_What the exercise asks:_ Copy out, exactly, the first line of the entries below and every line after it through the one containing "All windows default".

[Collected data]
========================================
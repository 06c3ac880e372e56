//! Configuration for the coordination layer.
//!
//! Every LEADLOOP process (scanner, workers, ctl) builds one
//! `CoordinationConfig` at startup and hands it to the stores it opens.
//! All windows default to the constants in [`crate::constants`] and can be
//! overridden through `LEADLOOP_*` environment variables.

use crate::constants::{
    DEFAULT_BLOCKED_LOG_INTERVAL_SECS, DEFAULT_CACHE_TTL_SECS, DEFAULT_COOLDOWN_SECS,
    DEFAULT_FAILURE_COOLDOWN_SECS, DEFAULT_HEARTBEAT_REAP_SECS, DEFAULT_LEASE_STALE_SECS,
    DEFAULT_LIVENESS_WINDOW_SECS,
};
use crate::error::ConfigError;
use std::path::PathBuf;
use std::time::Duration;

/// Shared configuration for the file-backed coordination stores.
#[derive(Debug, Clone)]
pub struct CoordinationConfig {
    /// Root directory under which every store keeps its files.
    pub data_dir: PathBuf,

    /// How long the rate-limit cooldown stays armed (default: 30 minutes).
    pub cooldown_duration: Duration,

    /// Minimum gap between "still blocked" log lines per context
    /// (default: 60 seconds).
    pub blocked_log_interval: Duration,

    /// Age past which an in-progress lease is reclaimable
    /// (default: 30 minutes).
    pub lease_stale_after: Duration,

    /// Rejection window after a failed lease attempt (default: 5 minutes).
    pub failure_cooldown: Duration,

    /// Maximum heartbeat age for a process to count as alive
    /// (default: 60 seconds).
    pub liveness_window: Duration,

    /// Heartbeat entries older than this are reaped (default: 24 hours).
    pub heartbeat_reap_age: Duration,

    /// Cache entry lifetime when the caller does not override it
    /// (default: 1 hour).
    pub default_cache_ttl: Duration,
}

impl Default for CoordinationConfig {
    fn default() -> Self {
        Self {
            data_dir: PathBuf::from("leadloop-data"),
            cooldown_duration: Duration::from_secs(DEFAULT_COOLDOWN_SECS),
            blocked_log_interval: Duration::from_secs(DEFAULT_BLOCKED_LOG_INTERVAL_SECS),
            lease_stale_after: Duration::from_secs(DEFAULT_LEASE_STALE_SECS),
            failure_cooldown: Duration::from_secs(DEFAULT_FAILURE_COOLDOWN_SECS),
            liveness_window: Duration::from_secs(DEFAULT_LIVENESS_WINDOW_SECS),
            heartbeat_reap_age: Duration::from_secs(DEFAULT_HEARTBEAT_REAP_SECS),
            default_cache_ttl: Duration::from_secs(DEFAULT_CACHE_TTL_SECS),
        }
    }
}

impl CoordinationConfig {
    /// Create a CoordinationConfig from environment variables.
    ///
    /// # Environment Variables
    /// - `LEADLOOP_DATA_DIR`: root directory for all stores (default: `leadloop-data`)
    /// - `LEADLOOP_COOLDOWN_SECS`: rate-limit cooldown duration (default: 1800)
    /// - `LEADLOOP_BLOCKED_LOG_INTERVAL_SECS`: blocked-log throttle (default: 60)
    /// - `LEADLOOP_LEASE_STALE_SECS`: lease staleness threshold (default: 1800)
    /// - `LEADLOOP_FAILURE_COOLDOWN_SECS`: post-failure rejection window (default: 300)
    /// - `LEADLOOP_LIVENESS_WINDOW_SECS`: heartbeat liveness window (default: 60)
    /// - `LEADLOOP_HEARTBEAT_REAP_SECS`: heartbeat GC age (default: 86400)
    /// - `LEADLOOP_CACHE_TTL_SECS`: default cache TTL (default: 3600)
    pub fn from_env() -> Self {
        let defaults = Self::default();
        Self {
            data_dir: std::env::var("LEADLOOP_DATA_DIR")
                .map(PathBuf::from)
                .unwrap_or(defaults.data_dir),
            cooldown_duration: env_secs("LEADLOOP_COOLDOWN_SECS", DEFAULT_COOLDOWN_SECS),
            blocked_log_interval: env_secs(
                "LEADLOOP_BLOCKED_LOG_INTERVAL_SECS",
                DEFAULT_BLOCKED_LOG_INTERVAL_SECS,
            ),
            lease_stale_after: env_secs("LEADLOOP_LEASE_STALE_SECS", DEFAULT_LEASE_STALE_SECS),
            failure_cooldown: env_secs(
                "LEADLOOP_FAILURE_COOLDOWN_SECS",
                DEFAULT_FAILURE_COOLDOWN_SECS,
            ),
            liveness_window: env_secs(
                "LEADLOOP_LIVENESS_WINDOW_SECS",
                DEFAULT_LIVENESS_WINDOW_SECS,
            ),
            heartbeat_reap_age: env_secs(
                "LEADLOOP_HEARTBEAT_REAP_SECS",
                DEFAULT_HEARTBEAT_REAP_SECS,
            ),
            default_cache_ttl: env_secs("LEADLOOP_CACHE_TTL_SECS", DEFAULT_CACHE_TTL_SECS),
        }
    }

    /// Create a configuration for development/testing with short windows.
    pub fn development(data_dir: impl Into<PathBuf>) -> Self {
        Self {
            data_dir: data_dir.into(),
            cooldown_duration: Duration::from_secs(10),
            blocked_log_interval: Duration::from_secs(1),
            lease_stale_after: Duration::from_secs(30),
            failure_cooldown: Duration::from_secs(5),
            liveness_window: Duration::from_secs(10),
            heartbeat_reap_age: Duration::from_secs(120),
            default_cache_ttl: Duration::from_secs(15),
        }
    }

    /// Validate the configuration.
    pub fn validate(&self) -> Result<(), ConfigError> {
        if self.data_dir.as_os_str().is_empty() {
            return Err(ConfigError::InvalidValue {
                field: "data_dir".to_string(),
                value: String::new(),
                reason: "must not be empty".to_string(),
            });
        }
        for (field, value) in [
            ("cooldown_duration", self.cooldown_duration),
            ("lease_stale_after", self.lease_stale_after),
            ("failure_cooldown", self.failure_cooldown),
            ("liveness_window", self.liveness_window),
            ("heartbeat_reap_age", self.heartbeat_reap_age),
            ("default_cache_ttl", self.default_cache_ttl),
        ] {
            if value.is_zero() {
                return Err(ConfigError::InvalidValue {
                    field: field.to_string(),
                    value: "0".to_string(),
                    reason: "must be > 0".to_string(),
                });
            }
        }
        Ok(())
    }
}

/// Parse a duration in whole seconds from an environment variable.
pub(crate) fn env_secs(var: &str, default_secs: u64) -> Duration {
    Duration::from_secs(
        std::env::var(var)
            .ok()
            .and_then(|s| s.parse().ok())
            .unwrap_or(default_secs),
    )
}

// ============================================================================
// TESTS
// ============================================================================

#[cfg(test)]
mod tests {
    use super::*;

    #[test]
    fn test_config_default() {
        let config = CoordinationConfig::default();
        assert_eq!(
            config.cooldown_duration,
            Duration::from_secs(DEFAULT_COOLDOWN_SECS)
        );
        assert_eq!(
            config.lease_stale_after,
            Duration::from_secs(DEFAULT_LEASE_STALE_SECS)
        );
        assert_eq!(
            config.failure_cooldown,
            Duration::from_secs(DEFAULT_FAILURE_COOLDOWN_SECS)
        );
        assert_eq!(
            config.liveness_window,
            Duration::from_secs(DEFAULT_LIVENESS_WINDOW_SECS)
        );
        assert!(config.validate().is_ok());
    }

    #[test]
    fn test_config_development() {
        let config = CoordinationConfig::development("/tmp/leadloop-dev");
        assert_eq!(config.data_dir, PathBuf::from("/tmp/leadloop-dev"));
        assert_eq!(config.cooldown_duration, Duration::from_secs(10));
        assert_eq!(config.failure_cooldown, Duration::from_secs(5));
        assert!(config.validate().is_ok());
    }

    #[test]
    fn test_config_rejects_empty_data_dir() {
        let config = CoordinationConfig {
            data_dir: PathBuf::new(),
            ..CoordinationConfig::default()
        };
        assert!(matches!(
            config.validate(),
            Err(ConfigError::InvalidValue { .. })
        ));
    }

    #[test]
    fn test_config_rejects_zero_window() {
        let config = CoordinationConfig {
            liveness_window: Duration::ZERO,
            ..CoordinationConfig::default()
        };
        let err = config.validate().unwrap_err();
        let msg = format!("{}", err);
        assert!(msg.contains("liveness_window"));
    }
}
========================================
_Exercise answer:_
repository 06c3ac880e372e56
//! Configuration for the coordination layer.
//!
//! Every LEADLOOP process (scanner, workers, ctl) builds one
//! `CoordinationConfig` at startup and hands it to the stores it opens.
//! All windows default to the constants in [`crate::constants`] and can be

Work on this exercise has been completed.